Of course the word should have been "incurred" rather than "created," but this error could not have been misleading or prejudicial. (Hn 8) Bills, aggregating over $3,800, charged to Mrs. Hankins, and over $700 charged to her husband, were introduced in evidence. Mrs. Hankins *310 was an adult, and under Section 451, Code of 1942, could contract for the payment of such bills. Skehan v. Davidson Company, 164 Miss. 518, 145 So. 247; Montgomery Ward & Company v. Nickens, 203 Miss. 195, 33 So. 2d 815. The evidence was sufficient to show her personal liability to the extent of the charges against her. Besides these bills were paid by the sale of their joint property. They sold their car and other personal property and gave a deed of trust on their home to get money for that purpose. There was no prejudicial error on this account.

The instructions, both for the plaintiff and the defendant, informed the jury that it could not find for the plaintiff unless the bottle contained the foreign substance when it left the factory and was delivered to the Middleton Store. The defendant obtained instructions to the effect that if the jury believed that the defendant's method of manufacture was so efficient that the acid iron earth water could not get in the bottle before it was delivered to the Middleton Store, they should find for the defendant.

(Hn 9) The case was properly submitted to the jury. No prejudicial error appears in the record. The proof showed a substantial and painful injury, which, from the length of time which it has existed, warranted the jury in finding that it is permanent in character. It cannot be said here, on the proof, that the amount is so excessive as to be shocking to the conscience or evincing passion or prejudice.
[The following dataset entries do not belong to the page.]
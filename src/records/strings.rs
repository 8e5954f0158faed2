//! BIFF8 Unicode strings.
//!
//! Character data is stored either compressed (one byte per character, the
//! low byte of the UTF-16 code unit) or uncompressed (UTF-16LE), selected by
//! bit 0 of an option byte. The choice read from a file is preserved so that
//! re-encoding reproduces the original bytes.

use crate::common::binary::LittleEndianReader;
use crate::common::error::{XlsError, XlsResult};
use std::io::Write;

/// Option-byte flag: characters are stored as UTF-16LE.
pub const HIGH_BYTE: u8 = 0x01;
/// Option-byte flag: an extended (phonetic) block follows.
pub const EXT_STRING: u8 = 0x04;
/// Option-byte flag: rich text formatting runs follow.
pub const RICH_TEXT: u8 = 0x08;

/// Text together with its on-disk character width.
#[derive(Debug, Clone, PartialEq, Eq, Hash, Default)]
pub struct XlString {
    text: String,
    high_byte: bool,
}

impl XlString {
    /// Create a string, storing it compressed when every character fits in
    /// one byte.
    pub fn new(text: impl Into<String>) -> Self {
        let text = text.into();
        let high_byte = text.chars().any(|c| c as u32 > 0xFF);
        Self { text, high_byte }
    }

    /// Create a string with an explicit character width.
    ///
    /// Compressed storage can only hold characters up to U+00FF.
    pub fn with_high_byte(text: impl Into<String>, high_byte: bool) -> XlsResult<Self> {
        let text = text.into();
        if !high_byte && text.chars().any(|c| c as u32 > 0xFF) {
            return Err(XlsError::invalid_argument(format!(
                "'{}' cannot be stored with compressed characters",
                text
            )));
        }
        Ok(Self { text, high_byte })
    }

    #[inline]
    pub fn text(&self) -> &str {
        &self.text
    }

    #[inline]
    pub fn is_high_byte(&self) -> bool {
        self.high_byte
    }

    #[inline]
    pub fn is_empty(&self) -> bool {
        self.text.is_empty()
    }

    /// Number of characters as counted on disk (UTF-16 code units).
    pub fn char_count(&self) -> usize {
        if self.high_byte {
            self.text.encode_utf16().count()
        } else {
            self.text.chars().count()
        }
    }

    /// Size of the character data alone.
    pub fn data_size(&self) -> usize {
        if self.high_byte {
            self.char_count() * 2
        } else {
            self.char_count()
        }
    }

    pub(crate) fn option_byte(&self) -> u8 {
        if self.high_byte { HIGH_BYTE } else { 0 }
    }

    /// Read an `XLUnicodeString`: 16-bit count, option byte, characters.
    pub fn read(r: &mut LittleEndianReader<'_>) -> XlsResult<Self> {
        let cch = r.read_u16()? as usize;
        Self::read_no_cch(r, cch)
    }

    /// Read a `ShortXLUnicodeString`: 8-bit count, option byte, characters.
    pub fn read_short(r: &mut LittleEndianReader<'_>) -> XlsResult<Self> {
        let cch = r.read_u8()? as usize;
        Self::read_no_cch(r, cch)
    }

    /// Read an option byte and `cch` characters.
    pub fn read_no_cch(r: &mut LittleEndianReader<'_>, cch: usize) -> XlsResult<Self> {
        let options = r.read_u8()?;
        let high_byte = options & HIGH_BYTE != 0;
        let text = r.read_chars(cch, high_byte)?;
        Ok(Self { text, high_byte })
    }

    /// Encoded size of the `XLUnicodeString` form.
    #[inline]
    pub fn encoded_size(&self) -> usize {
        3 + self.data_size()
    }

    /// Encoded size of the `ShortXLUnicodeString` form.
    #[inline]
    pub fn encoded_size_short(&self) -> usize {
        2 + self.data_size()
    }

    pub fn write<W: Write>(&self, writer: &mut W) -> XlsResult<()> {
        let cch = u16::try_from(self.char_count())
            .map_err(|_| XlsError::invalid_argument("string longer than 65535 characters"))?;
        writer.write_all(&cch.to_le_bytes())?;
        self.write_no_cch(writer)
    }

    pub fn write_short<W: Write>(&self, writer: &mut W) -> XlsResult<()> {
        let cch = u8::try_from(self.char_count())
            .map_err(|_| XlsError::invalid_argument("string longer than 255 characters"))?;
        writer.write_all(&[cch])?;
        self.write_no_cch(writer)
    }

    pub fn write_no_cch<W: Write>(&self, writer: &mut W) -> XlsResult<()> {
        writer.write_all(&[self.option_byte()])?;
        self.write_chars(writer)
    }

    /// Write the character data without count or option byte.
    pub fn write_chars<W: Write>(&self, writer: &mut W) -> XlsResult<()> {
        if self.high_byte {
            for unit in self.text.encode_utf16() {
                writer.write_all(&unit.to_le_bytes())?;
            }
        } else {
            let bytes: Vec<u8> = self.text.chars().map(|c| c as u32 as u8).collect();
            writer.write_all(&bytes)?;
        }
        Ok(())
    }
}

impl From<&str> for XlString {
    fn from(text: &str) -> Self {
        XlString::new(text)
    }
}

impl std::fmt::Display for XlString {
    fn fmt(&self, f: &mut std::fmt::Formatter<'_>) -> std::fmt::Result {
        f.write_str(&self.text)
    }
}

#[cfg(test)]
mod tests {
    use super::*;

    #[test]
    fn test_compressed_selection() {
        assert!(!XlString::new("Sheet1").is_high_byte());
        assert!(!XlString::new("café").is_high_byte());
        assert!(XlString::new("Лист1").is_high_byte());
        assert!(XlString::with_high_byte("Лист1", false).is_err());
    }

    #[test]
    fn test_preserves_uncompressed_ascii() {
        // An ASCII string stored uncompressed must be written back uncompressed.
        let data = [0x02, 0x00, 0x01, 0x41, 0x00, 0x42, 0x00];
        let mut r = LittleEndianReader::new(0, &data);
        let s = XlString::read(&mut r).unwrap();
        assert_eq!(s.text(), "AB");
        assert!(s.is_high_byte());

        let mut out = Vec::new();
        s.write(&mut out).unwrap();
        assert_eq!(out, data);
        assert_eq!(s.encoded_size(), data.len());
    }

    #[test]
    fn test_short_string() {
        let s = XlString::new("Data");
        let mut out = Vec::new();
        s.write_short(&mut out).unwrap();
        assert_eq!(out, [4, 0, b'D', b'a', b't', b'a']);
        assert_eq!(s.encoded_size_short(), out.len());
    }
}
It follows therefore that the cause ought to be, and is, affirmed.

Affirmed.

McGehee, C.J., and Hall, Holmes and Ethridge, JJ. concur.

*311 McGEHEE, C.J., Separate Concurring Opinion.

I am not in full accord with the conclusion of the other four judges in regard to the point mentioned in paragraph 18 of the main opinion herein, and I am of the opinion that the plaintiffs should have made a full disclosure in response to the motion and order for a bill of particulars, since the declaration did not clearly charge that the bottle of coca cola contained sulphuric acid, and it is readily understandable to me that the counsel for the defense may not have deduced from what was alleged in the declaration that it was intended to be charged that the bottle contained sulphuric acid. However, I do not feel justified in dissenting from the contrary views of the other four judges who think there was no reversible error in the action of the trial court in ruling on the point in question. Then too, I am fully confident that if the case should be passed on by the entire membership of the Court the same result would be reached as that favored by the other four judges who participated in the decision. I therefore concur in the affirmance of the case.